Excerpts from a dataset
------------------------------------------------------------------------

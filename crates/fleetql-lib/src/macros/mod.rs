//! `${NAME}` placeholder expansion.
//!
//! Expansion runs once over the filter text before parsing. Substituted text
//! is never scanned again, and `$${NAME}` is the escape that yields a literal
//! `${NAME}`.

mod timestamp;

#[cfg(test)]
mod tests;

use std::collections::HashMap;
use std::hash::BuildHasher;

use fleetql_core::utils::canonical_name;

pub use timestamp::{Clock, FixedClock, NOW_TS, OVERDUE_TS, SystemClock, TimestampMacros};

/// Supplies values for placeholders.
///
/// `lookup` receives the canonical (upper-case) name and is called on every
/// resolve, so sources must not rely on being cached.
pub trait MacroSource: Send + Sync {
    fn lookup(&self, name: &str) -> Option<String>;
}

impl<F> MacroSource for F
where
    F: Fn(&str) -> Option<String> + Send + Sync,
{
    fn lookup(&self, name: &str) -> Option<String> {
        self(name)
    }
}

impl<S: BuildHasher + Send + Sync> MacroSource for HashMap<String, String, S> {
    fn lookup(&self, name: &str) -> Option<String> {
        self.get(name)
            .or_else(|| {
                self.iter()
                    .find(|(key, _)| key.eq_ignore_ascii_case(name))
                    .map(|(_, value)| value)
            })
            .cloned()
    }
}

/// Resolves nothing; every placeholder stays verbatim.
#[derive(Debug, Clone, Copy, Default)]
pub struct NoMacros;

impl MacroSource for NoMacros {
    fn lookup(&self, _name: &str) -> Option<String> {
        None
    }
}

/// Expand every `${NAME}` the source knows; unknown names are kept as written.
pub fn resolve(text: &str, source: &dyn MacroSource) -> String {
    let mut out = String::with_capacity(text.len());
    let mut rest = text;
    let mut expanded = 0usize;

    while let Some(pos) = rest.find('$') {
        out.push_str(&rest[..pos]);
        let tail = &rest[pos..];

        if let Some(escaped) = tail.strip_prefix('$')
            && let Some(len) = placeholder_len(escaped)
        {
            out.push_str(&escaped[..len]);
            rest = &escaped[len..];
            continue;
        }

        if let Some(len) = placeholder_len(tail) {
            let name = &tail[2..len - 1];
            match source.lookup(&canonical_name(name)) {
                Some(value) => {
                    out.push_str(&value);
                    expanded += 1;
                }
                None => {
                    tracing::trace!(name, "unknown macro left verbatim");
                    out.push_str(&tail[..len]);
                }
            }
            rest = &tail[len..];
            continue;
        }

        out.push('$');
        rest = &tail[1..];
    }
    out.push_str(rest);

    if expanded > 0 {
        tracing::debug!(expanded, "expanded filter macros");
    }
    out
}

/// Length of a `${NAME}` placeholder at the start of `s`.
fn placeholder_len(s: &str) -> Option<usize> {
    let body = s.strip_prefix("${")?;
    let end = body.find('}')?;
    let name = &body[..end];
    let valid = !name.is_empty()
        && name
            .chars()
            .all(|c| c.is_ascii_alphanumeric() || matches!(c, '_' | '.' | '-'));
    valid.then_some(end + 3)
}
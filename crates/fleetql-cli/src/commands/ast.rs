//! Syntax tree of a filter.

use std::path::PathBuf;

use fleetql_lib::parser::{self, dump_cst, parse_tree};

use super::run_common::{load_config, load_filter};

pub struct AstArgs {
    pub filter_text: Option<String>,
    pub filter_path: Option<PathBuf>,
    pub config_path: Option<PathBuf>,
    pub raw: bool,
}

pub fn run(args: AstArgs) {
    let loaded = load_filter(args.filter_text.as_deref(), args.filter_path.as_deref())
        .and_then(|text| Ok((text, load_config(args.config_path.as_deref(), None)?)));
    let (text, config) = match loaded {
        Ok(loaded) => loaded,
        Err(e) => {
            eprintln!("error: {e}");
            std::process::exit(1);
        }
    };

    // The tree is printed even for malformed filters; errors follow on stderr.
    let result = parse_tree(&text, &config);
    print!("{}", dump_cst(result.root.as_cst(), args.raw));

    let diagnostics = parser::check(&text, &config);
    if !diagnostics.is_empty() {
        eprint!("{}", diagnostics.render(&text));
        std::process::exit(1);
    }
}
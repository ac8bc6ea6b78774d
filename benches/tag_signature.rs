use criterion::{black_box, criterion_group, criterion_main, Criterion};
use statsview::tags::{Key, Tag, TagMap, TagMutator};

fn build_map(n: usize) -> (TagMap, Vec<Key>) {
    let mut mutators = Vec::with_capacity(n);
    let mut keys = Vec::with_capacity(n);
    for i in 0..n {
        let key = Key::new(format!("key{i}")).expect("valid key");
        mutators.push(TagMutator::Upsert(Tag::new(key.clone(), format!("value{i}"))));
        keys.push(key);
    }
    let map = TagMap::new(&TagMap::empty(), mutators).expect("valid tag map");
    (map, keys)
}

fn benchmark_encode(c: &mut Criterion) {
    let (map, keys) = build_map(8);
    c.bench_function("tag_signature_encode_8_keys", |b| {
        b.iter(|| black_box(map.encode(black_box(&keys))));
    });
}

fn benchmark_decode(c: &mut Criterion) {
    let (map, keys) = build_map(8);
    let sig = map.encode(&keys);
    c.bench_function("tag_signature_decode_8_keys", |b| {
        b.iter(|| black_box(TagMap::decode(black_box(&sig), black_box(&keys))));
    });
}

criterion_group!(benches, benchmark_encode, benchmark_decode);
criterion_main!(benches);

------------------------------------------------------------------------

• **REQUIRED WORK**
Repeat, exactly and in full, the records shown above.

• **FINISHED TASK**
filename crates/fleetql-lib/src/macros/mod.rs
//! `${NAME}` placeholder expansion.
//!
//! Expansion runs once over the filter text before parsing. Substituted text
//! is never scanned again, and `$${NAME}` is the escape that yields a literal
//! `${NAME}`.

mod timestamp;

#[cfg(test)]
mod tests;

use std::collections::HashMap;
use std::hash::BuildHasher;

use fleetql_core::utils::canonical_name;

pub use timestamp::{Clock, FixedClock, NOW_TS, OVERDUE_TS, SystemClock, TimestampMacros};

/// Supplies values for placeholders.
///
/// `lookup` receives the canonical (upper-case) name and is called on every
/// resolve, so sources must not rely on being cached.
pub trait MacroSource: Send + Sync {
    fn lookup(&self, name: &str) -> Option<String>;
}

impl<F> MacroSource for F
where
    F: Fn(&str) -> Option<String> + Send + Sync,
{
    fn lookup(&self, name: &str) -> Option<String> {
        self(name)
    }
}

impl<S: BuildHasher + Send + Sync> MacroSource for HashMap<String, String, S> {
    fn lookup(&self, name: &str) -> Option<String> {
        self.get(name)
            .or_else(|| {
                self.iter()
                    .find(|(key, _)| key.eq_ignore_ascii_case(name))
                    .map(|(_, value)| value)
            })
            .cloned()
    }
}

/// Resolves nothing; every placeholder stays verbatim.
#[derive(Debug, Clone, Copy, Default)]
pub struct NoMacros;

impl MacroSource for NoMacros {
    fn lookup(&self, _name: &str) -> Option<String> {
        None
    }
}

/// Expand every `${NAME}` the source knows; unknown names are kept as written.
pub fn resolve(text: &str, source: &dyn MacroSource) -> String {
    let mut out = String::with_capacity(text.len());
    let mut rest = text;
    let mut expanded = 0usize;

    while let Some(pos) = rest.find('$') {
        out.push_str(&rest[..pos]);
        let tail = &rest[pos..];

        if let Some(escaped) = tail.strip_prefix('$')
            && let Some(len) = placeholder_len(escaped)
        {
            out.push_str(&escaped[..len]);
            rest = &escaped[len..];
            continue;
        }

        if let Some(len) = placeholder_len(tail) {
            let name = &tail[2..len - 1];
            match source.lookup(&canonical_name(name)) {
                Some(value) => {
                    out.push_str(&value);
                    expanded += 1;
                }
                None => {
                    tracing::trace!(name, "unknown macro left verbatim");
                    out.push_str(&tail[..len]);
                }
            }
            rest = &tail[len..];
            continue;
        }

        out.push('$');
        rest = &tail[1..];
    }
    out.push_str(rest);

    if expanded > 0 {
        tracing::debug!(expanded, "expanded filter macros");
    }
    out
}

/// Length of a `${NAME}` placeholder at the start of `s`.
fn placeholder_len(s: &str) -> Option<usize> {
    let body = s.strip_prefix("${")?;
    let end = body.find('}')?;
    let name = &body[..end];
    let valid = !name.is_empty()
        && name
            .chars()
            .all(|c| c.is_ascii_alphanumeric() || matches!(c, '_' | '.' | '-'));
    valid.then_some(end + 3)
}
filename crates/fleetql-cli/src/commands/ast.rs
//! Syntax tree of a filter.

use std::path::PathBuf;

use fleetql_lib::parser::{self, dump_cst, parse_tree};

use super::run_common::{load_config, load_filter};

pub struct AstArgs {
    pub filter_text: Option<String>,
    pub filter_path: Option<PathBuf>,
    pub config_path: Option<PathBuf>,
    pub raw: bool,
}

pub fn run(args: AstArgs) {
    let loaded = load_filter(args.filter_text.as_deref(), args.filter_path.as_deref())
        .and_then(|text| Ok((text, load_config(args.config_path.as_deref(), None)?)));
    let (text, config) = match loaded {
        Ok(loaded) => loaded,
        Err(e) => {
            eprintln!("error: {e}");
            std::process::exit(1);
        }
    };

    // The tree is printed even for malformed filters; errors follow on stderr.
    let result = parse_tree(&text, &config);
    print!("{}", dump_cst(result.root.as_cst(), args.raw));

    let diagnostics = parser::check(&text, &config);
    if !diagnostics.is_empty() {
        eprint!("{}", diagnostics.render(&text));
        std::process::exit(1);
    }
}
repository ac8bc6ea6b78774d
filename benches/tag_signature.rs
use criterion::{black_box, criterion_group, criterion_main, Criterion};
use statsview::tags::{Key, Tag, TagMap, TagMutator};

fn build_map(n: usize) -> (TagMap, Vec<Key>) {
    let mut mutators = Vec::with_capacity(n);
    let mut keys = Vec::with_capacity(n);
    for i in 0..n {
        let key = Key::new(format!("key{i}")).expect("valid key");
        mutators.push(TagMutator::Upsert(Tag::new(key.clone(), format!("value{i}"))));
        keys.push(key);
    }
    let map = TagMap::new(&TagMap::empty(), mutators).expect("valid tag map");
    (map, keys)
}

fn benchmark_encode(c: &mut Criterion) {
    let (map, keys) = build_map(8);
    c.bench_function("tag_signature_encode_8_keys", |b| {
        b.iter(|| black_box(map.encode(black_box(&keys))));
    });
}

fn benchmark_decode(c: &mut Criterion) {
    let (map, keys) = build_map(8);
    let sig = map.encode(&keys);
    c.bench_function("tag_signature_decode_8_keys", |b| {
        b.iter(|| black_box(TagMap::decode(black_box(&sig), black_box(&keys))));
    });
}

criterion_group!(benches, benchmark_encode, benchmark_decode);
criterion_main!(benches);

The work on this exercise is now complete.